*** Opening of DATA ***

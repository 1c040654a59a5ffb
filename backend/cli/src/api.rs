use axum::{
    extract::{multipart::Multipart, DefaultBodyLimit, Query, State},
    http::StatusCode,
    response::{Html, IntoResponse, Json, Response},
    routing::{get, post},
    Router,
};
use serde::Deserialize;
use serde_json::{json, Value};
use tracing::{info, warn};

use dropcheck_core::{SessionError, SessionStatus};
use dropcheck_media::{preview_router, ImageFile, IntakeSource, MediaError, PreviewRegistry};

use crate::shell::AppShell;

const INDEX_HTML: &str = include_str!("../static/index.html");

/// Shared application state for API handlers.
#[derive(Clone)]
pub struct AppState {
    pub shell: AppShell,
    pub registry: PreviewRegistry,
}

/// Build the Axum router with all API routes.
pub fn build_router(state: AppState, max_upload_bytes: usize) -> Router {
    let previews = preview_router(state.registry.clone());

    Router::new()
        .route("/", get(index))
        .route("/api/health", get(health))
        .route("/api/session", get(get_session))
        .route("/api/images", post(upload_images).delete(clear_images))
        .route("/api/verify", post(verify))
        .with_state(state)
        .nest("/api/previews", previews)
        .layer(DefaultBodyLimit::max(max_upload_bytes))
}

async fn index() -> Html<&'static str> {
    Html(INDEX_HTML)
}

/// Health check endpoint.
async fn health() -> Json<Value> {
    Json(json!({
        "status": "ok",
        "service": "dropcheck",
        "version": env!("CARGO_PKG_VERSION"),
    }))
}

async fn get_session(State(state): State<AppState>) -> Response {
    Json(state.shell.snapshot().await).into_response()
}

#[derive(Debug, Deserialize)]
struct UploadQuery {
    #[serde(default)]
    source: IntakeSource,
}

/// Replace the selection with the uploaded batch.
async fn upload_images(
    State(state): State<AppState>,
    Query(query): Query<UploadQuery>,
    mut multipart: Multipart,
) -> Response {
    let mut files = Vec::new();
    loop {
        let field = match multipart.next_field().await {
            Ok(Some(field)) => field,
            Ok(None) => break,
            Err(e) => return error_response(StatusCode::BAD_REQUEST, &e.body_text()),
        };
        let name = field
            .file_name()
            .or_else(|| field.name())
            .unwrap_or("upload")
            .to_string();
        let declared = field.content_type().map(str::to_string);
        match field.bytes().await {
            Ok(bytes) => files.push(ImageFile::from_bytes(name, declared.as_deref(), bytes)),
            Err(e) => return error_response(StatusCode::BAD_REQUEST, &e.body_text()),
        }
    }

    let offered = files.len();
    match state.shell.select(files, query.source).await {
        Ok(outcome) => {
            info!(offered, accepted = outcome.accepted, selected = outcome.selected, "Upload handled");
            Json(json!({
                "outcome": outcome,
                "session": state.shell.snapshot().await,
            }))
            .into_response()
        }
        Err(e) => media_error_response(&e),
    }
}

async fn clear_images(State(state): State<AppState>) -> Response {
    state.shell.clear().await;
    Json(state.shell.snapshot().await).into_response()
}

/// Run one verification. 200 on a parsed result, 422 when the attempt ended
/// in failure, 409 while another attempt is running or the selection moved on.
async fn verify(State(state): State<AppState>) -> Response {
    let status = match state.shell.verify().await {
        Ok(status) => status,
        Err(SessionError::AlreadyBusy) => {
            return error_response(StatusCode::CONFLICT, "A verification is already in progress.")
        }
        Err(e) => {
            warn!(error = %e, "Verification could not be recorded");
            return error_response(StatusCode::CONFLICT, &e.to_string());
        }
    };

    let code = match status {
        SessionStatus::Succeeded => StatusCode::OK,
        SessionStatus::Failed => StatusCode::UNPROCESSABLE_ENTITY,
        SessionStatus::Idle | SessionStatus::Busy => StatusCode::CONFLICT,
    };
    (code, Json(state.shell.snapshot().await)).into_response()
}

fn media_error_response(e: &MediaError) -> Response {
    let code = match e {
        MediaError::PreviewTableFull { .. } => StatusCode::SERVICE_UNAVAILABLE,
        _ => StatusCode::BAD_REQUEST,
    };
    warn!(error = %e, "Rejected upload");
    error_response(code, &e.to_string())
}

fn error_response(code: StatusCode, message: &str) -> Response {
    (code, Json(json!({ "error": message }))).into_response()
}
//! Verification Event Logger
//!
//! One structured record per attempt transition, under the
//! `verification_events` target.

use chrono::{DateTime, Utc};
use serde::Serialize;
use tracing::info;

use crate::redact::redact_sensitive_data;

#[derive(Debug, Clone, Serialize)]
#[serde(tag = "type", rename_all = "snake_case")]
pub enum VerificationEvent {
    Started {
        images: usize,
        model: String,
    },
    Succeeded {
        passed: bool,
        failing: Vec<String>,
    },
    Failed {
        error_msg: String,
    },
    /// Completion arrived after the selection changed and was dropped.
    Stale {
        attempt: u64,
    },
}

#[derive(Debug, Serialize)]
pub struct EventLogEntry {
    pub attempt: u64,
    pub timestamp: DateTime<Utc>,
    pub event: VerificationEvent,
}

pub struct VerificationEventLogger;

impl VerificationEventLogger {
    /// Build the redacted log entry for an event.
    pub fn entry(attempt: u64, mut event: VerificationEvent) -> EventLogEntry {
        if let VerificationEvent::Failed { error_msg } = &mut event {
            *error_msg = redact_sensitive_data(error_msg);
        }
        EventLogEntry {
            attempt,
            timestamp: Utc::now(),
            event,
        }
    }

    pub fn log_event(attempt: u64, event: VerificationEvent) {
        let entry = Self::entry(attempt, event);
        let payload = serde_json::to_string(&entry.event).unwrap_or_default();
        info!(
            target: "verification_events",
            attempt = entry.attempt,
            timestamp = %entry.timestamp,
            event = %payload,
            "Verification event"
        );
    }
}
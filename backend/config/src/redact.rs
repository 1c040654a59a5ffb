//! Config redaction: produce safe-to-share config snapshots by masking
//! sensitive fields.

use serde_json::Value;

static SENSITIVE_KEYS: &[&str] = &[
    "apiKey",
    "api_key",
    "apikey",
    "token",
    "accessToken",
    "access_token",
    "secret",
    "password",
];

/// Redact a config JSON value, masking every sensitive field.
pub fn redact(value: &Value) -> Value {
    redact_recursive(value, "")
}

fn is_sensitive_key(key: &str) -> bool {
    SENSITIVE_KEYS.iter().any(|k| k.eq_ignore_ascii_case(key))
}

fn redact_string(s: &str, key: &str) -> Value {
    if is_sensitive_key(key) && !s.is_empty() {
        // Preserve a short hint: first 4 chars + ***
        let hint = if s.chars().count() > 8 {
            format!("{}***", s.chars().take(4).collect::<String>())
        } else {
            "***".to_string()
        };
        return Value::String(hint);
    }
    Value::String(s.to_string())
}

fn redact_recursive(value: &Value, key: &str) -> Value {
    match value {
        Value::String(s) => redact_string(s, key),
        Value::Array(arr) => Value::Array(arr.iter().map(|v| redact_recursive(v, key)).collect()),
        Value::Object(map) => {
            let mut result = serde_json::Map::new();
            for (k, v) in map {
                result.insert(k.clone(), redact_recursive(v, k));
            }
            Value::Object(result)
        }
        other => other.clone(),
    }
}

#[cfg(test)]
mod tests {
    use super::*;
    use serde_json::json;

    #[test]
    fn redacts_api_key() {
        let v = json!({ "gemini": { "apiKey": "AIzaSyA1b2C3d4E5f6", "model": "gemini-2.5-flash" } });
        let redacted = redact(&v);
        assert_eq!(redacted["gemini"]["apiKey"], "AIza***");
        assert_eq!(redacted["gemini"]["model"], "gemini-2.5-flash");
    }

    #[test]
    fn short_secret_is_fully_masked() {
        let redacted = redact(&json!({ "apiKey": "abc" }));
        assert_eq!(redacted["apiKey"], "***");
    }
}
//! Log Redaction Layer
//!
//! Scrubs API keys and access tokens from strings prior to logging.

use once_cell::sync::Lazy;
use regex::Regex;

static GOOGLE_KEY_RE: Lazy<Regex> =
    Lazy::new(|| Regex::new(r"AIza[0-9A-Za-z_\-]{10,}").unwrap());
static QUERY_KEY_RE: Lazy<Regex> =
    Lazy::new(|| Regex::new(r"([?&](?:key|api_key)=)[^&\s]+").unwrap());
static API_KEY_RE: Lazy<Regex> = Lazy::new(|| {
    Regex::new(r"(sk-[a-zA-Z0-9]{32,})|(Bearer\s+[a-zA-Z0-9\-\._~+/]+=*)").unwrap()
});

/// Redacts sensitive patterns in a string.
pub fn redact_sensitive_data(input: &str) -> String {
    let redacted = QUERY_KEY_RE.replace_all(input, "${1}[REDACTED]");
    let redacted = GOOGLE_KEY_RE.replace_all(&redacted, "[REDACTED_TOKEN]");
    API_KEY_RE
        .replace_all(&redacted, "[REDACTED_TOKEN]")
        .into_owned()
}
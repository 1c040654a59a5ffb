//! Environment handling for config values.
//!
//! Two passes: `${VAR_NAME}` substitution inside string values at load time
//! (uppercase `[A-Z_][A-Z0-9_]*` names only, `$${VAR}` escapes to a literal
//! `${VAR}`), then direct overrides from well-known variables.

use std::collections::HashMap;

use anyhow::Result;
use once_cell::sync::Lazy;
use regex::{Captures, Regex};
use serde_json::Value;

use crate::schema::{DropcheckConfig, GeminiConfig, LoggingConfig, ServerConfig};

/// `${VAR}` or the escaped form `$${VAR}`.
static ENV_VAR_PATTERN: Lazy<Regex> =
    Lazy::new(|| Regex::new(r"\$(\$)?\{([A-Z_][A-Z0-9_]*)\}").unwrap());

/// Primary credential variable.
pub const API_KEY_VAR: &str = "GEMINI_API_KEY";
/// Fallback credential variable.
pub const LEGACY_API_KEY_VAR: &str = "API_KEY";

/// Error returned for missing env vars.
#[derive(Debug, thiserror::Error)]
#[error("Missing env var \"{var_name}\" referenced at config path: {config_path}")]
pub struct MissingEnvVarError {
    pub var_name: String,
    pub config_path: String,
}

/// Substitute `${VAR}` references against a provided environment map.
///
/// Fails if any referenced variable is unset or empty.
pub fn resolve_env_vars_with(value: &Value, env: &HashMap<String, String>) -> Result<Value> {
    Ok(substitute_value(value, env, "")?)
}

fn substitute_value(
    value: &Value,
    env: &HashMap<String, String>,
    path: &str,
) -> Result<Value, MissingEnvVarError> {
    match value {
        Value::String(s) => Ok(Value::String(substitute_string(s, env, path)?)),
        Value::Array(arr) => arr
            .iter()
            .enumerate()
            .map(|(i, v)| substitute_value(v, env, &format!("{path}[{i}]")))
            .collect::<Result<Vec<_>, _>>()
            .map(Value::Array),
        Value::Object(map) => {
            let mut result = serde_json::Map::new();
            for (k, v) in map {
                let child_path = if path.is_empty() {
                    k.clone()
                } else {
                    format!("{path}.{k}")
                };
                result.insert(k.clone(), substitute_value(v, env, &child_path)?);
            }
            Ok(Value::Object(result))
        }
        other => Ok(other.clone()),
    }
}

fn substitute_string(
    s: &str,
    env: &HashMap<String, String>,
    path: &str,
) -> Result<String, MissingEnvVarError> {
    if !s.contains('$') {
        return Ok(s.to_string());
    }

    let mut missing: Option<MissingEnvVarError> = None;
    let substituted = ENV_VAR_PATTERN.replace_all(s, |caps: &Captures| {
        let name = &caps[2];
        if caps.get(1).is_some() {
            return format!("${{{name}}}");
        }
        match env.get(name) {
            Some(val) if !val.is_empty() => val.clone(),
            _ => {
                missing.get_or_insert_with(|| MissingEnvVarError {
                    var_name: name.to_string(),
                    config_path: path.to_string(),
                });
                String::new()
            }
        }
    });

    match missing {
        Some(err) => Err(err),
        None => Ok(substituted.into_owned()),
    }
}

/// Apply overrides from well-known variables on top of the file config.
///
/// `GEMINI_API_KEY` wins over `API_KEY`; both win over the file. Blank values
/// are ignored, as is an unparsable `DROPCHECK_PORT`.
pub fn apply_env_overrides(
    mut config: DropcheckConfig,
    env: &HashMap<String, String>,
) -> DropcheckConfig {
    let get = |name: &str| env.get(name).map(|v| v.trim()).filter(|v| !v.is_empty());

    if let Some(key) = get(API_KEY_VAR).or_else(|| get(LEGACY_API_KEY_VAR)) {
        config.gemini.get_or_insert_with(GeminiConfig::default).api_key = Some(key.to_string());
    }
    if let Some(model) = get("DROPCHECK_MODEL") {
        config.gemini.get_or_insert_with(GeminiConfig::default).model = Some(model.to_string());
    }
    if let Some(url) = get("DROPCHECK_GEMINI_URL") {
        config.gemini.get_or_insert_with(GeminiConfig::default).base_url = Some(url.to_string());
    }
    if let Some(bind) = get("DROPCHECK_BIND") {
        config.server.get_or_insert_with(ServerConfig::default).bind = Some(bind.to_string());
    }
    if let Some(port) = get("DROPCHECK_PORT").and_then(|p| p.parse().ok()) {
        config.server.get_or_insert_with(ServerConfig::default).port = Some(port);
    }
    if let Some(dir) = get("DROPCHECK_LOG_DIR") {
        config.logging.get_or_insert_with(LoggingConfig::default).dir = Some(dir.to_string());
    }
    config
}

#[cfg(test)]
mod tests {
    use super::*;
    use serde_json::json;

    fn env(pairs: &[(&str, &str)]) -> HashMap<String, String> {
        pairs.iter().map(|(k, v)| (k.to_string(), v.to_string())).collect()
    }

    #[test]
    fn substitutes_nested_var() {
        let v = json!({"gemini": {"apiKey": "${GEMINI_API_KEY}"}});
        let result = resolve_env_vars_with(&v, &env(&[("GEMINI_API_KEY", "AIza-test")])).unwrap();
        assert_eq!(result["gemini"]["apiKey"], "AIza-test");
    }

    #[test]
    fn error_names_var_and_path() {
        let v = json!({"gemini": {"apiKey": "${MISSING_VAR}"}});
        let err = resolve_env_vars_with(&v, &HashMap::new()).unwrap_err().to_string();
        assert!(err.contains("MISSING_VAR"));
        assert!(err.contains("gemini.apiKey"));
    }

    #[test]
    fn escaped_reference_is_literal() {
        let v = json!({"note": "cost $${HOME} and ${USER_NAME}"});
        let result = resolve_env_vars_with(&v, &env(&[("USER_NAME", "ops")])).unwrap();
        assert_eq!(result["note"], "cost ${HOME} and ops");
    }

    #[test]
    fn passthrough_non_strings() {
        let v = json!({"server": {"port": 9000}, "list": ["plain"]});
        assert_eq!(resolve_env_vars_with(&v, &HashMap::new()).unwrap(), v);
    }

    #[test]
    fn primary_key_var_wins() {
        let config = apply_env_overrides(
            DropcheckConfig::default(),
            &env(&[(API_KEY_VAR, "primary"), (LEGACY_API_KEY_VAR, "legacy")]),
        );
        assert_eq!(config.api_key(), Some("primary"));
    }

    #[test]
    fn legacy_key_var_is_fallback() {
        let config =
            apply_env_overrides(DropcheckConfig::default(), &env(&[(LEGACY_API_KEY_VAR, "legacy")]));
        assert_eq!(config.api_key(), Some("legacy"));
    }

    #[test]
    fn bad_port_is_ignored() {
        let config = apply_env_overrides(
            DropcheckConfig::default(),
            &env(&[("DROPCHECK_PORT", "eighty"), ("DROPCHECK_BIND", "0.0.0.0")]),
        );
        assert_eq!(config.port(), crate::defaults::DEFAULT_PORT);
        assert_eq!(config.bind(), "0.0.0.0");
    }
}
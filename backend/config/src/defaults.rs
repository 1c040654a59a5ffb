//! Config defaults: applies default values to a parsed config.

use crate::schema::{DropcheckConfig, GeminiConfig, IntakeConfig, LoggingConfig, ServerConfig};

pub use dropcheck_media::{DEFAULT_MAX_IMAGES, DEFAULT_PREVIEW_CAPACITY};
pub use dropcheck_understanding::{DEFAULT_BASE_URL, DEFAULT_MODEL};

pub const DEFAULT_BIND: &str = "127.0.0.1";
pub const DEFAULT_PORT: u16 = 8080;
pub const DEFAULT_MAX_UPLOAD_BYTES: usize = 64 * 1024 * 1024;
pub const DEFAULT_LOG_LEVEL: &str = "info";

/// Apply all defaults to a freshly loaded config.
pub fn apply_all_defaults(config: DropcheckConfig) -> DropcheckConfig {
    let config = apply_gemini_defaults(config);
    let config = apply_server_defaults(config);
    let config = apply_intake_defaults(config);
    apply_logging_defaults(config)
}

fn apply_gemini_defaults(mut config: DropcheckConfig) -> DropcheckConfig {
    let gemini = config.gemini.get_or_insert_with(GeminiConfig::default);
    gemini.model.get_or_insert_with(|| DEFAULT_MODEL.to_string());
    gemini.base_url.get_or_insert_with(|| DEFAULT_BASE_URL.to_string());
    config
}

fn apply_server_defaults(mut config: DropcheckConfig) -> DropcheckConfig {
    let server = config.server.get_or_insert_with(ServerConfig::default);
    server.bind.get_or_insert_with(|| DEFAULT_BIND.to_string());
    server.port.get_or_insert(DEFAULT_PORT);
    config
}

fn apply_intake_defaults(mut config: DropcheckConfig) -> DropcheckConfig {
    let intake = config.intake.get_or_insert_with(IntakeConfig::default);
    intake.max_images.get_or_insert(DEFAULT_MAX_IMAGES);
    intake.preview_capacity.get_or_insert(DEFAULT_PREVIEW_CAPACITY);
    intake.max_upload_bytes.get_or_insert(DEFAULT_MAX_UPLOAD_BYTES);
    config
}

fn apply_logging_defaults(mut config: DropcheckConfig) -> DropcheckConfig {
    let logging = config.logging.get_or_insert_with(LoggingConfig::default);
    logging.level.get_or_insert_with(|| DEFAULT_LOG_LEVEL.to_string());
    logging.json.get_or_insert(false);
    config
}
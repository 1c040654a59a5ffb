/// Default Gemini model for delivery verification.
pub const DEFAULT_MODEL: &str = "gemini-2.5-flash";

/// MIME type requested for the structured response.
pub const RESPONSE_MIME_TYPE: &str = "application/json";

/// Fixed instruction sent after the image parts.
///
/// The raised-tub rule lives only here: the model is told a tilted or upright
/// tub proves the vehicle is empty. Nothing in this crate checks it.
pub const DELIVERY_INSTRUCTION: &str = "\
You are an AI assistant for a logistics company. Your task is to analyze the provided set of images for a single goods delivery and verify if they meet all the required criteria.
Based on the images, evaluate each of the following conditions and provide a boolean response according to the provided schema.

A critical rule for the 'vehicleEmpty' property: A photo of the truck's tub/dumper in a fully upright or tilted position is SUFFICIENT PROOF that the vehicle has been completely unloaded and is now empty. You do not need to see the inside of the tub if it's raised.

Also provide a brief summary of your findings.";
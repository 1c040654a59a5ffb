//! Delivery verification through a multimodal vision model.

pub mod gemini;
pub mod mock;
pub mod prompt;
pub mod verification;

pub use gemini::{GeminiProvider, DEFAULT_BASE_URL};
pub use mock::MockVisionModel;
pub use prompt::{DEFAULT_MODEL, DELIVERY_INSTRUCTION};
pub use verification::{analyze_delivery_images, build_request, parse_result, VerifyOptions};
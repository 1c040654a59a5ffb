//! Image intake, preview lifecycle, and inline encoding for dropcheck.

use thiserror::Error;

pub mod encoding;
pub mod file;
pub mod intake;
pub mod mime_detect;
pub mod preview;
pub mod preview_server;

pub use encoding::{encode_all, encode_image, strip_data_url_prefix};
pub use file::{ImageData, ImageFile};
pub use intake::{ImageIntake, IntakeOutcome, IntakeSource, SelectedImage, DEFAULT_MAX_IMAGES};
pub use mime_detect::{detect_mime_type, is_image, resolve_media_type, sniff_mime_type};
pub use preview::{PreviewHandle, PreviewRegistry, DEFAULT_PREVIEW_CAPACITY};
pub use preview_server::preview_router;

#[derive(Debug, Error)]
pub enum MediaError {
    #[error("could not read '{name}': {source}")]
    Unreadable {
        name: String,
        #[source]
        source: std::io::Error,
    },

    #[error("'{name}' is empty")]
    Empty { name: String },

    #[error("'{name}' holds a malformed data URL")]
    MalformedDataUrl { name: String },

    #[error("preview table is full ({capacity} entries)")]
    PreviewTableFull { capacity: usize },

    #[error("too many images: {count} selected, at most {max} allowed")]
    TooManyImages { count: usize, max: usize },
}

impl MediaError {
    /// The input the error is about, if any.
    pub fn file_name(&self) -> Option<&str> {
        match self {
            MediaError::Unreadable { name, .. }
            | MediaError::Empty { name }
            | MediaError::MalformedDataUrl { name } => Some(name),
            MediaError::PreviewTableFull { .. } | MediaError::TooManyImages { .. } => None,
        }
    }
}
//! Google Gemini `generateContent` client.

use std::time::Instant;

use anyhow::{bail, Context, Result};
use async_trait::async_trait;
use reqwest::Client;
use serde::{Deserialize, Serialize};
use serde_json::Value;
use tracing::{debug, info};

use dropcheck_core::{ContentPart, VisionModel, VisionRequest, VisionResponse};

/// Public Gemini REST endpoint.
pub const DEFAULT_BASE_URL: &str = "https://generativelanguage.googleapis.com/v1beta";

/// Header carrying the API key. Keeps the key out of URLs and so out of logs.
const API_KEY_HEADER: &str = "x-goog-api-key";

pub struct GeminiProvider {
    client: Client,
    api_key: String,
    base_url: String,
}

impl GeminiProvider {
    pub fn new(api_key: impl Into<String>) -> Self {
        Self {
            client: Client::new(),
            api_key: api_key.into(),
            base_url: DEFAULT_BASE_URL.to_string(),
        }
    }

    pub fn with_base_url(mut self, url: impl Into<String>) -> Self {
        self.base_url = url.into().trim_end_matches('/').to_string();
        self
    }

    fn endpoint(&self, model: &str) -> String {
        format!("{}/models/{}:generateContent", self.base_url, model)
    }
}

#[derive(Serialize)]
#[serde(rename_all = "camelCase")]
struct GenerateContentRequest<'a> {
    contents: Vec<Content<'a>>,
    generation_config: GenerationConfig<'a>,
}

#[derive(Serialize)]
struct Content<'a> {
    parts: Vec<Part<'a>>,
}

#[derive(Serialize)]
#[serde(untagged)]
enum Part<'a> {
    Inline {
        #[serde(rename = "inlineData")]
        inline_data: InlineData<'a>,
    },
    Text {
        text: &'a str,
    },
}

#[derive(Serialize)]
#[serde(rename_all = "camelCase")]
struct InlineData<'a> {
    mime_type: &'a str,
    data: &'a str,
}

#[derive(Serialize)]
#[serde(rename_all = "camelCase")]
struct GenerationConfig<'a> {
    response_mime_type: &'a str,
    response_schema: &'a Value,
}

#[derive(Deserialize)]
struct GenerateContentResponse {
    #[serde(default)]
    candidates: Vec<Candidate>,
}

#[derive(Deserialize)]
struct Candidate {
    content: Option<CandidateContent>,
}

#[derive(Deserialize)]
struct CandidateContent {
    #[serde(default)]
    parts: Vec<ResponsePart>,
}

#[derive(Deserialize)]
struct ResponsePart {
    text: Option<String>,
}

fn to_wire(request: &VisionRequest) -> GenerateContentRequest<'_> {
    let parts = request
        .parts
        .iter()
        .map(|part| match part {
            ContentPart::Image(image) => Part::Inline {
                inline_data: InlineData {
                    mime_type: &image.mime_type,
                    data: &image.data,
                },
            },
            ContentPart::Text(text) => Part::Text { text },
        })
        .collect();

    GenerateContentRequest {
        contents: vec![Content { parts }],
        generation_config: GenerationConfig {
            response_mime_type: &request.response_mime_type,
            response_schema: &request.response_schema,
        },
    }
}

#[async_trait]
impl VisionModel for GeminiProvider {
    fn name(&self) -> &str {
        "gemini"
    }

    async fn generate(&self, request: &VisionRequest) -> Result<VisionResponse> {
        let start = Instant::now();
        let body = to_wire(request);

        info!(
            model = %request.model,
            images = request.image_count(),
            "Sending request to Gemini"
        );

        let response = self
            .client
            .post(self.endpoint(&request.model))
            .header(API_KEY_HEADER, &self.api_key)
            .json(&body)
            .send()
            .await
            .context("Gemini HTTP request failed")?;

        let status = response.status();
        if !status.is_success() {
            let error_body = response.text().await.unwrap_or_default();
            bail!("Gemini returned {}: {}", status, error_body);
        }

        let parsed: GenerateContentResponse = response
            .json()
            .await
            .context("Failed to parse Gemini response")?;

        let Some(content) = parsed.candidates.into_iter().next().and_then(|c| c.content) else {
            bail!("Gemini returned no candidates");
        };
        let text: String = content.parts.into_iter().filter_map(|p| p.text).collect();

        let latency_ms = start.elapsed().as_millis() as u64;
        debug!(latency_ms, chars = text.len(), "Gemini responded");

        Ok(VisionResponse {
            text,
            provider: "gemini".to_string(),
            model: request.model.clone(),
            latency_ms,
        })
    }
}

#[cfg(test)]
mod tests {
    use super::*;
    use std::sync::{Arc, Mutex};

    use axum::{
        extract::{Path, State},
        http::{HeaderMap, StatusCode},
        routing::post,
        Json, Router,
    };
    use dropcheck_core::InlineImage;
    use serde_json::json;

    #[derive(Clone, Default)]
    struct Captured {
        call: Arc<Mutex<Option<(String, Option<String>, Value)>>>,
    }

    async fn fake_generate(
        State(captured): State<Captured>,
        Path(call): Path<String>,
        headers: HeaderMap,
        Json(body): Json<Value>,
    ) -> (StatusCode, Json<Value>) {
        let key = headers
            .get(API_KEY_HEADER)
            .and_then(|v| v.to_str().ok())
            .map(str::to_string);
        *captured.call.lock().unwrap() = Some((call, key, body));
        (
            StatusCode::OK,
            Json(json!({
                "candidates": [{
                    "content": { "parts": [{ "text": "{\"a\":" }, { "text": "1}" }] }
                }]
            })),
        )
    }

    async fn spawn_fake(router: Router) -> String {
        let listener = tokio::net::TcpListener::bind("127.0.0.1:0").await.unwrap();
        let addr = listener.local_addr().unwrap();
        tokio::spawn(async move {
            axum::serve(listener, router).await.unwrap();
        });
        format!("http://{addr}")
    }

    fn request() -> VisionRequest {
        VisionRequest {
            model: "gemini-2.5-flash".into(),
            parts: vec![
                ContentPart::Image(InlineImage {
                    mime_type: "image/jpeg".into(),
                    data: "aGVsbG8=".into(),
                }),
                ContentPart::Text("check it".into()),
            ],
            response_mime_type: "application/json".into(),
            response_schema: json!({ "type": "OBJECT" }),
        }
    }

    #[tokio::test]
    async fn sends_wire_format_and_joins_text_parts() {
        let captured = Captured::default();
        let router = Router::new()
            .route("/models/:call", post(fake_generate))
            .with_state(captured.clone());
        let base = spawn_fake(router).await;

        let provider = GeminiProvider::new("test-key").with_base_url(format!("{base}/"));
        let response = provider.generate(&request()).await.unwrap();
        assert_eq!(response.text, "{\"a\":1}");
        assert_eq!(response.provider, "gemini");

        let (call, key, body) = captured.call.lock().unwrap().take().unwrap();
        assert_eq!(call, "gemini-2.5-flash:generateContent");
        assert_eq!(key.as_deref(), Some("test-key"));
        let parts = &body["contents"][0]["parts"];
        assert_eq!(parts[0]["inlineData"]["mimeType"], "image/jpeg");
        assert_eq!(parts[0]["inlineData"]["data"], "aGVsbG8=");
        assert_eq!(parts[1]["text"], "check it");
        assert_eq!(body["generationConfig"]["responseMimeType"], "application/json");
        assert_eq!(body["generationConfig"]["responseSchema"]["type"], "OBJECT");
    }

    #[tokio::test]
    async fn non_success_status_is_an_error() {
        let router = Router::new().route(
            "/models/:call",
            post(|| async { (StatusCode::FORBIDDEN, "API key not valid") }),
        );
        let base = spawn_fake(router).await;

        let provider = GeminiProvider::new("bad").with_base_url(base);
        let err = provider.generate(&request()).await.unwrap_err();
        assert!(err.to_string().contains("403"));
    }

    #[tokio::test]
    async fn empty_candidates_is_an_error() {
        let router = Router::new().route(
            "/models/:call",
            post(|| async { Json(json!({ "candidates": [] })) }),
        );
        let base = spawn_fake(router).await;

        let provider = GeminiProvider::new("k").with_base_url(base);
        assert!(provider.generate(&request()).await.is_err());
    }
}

*** Close of DATA ***

◆ WHAT YOU HAVE TO DO ◆
Looking at the records above, return exactly the lines from the line with "axum::serve(listener, router).await.unwrap();" to the line with "let (call, key, body)", both ends included.

◆ WRITTEN SOLUTION ◆
            axum::serve(listener, router).await.unwrap();
        });
        format!("http://{addr}")
    }

    fn request() -> VisionRequest {
        VisionRequest {
            model: "gemini-2.5-flash".into(),
            parts: vec![
                ContentPart::Image(InlineImage {
                    mime_type: "image/jpeg".into(),
                    data: "aGVsbG8=".into(),
                }),
                ContentPart::Text("check it".into()),
            ],
            response_mime_type: "application/json".into(),
            response_schema: json!({ "type": "OBJECT" }),
        }
    }

    #[tokio::test]
    async fn sends_wire_format_and_joins_text_parts() {
        let captured = Captured::default();
        let router = Router::new()
            .route("/models/:call", post(fake_generate))
            .with_state(captured.clone());
        let base = spawn_fake(router).await;

        let provider = GeminiProvider::new("test-key").with_base_url(format!("{base}/"));
        let response = provider.generate(&request()).await.unwrap();
        assert_eq!(response.text, "{\"a\":1}");
        assert_eq!(response.provider, "gemini");

        let (call, key, body) = captured.call.lock().unwrap().take().unwrap();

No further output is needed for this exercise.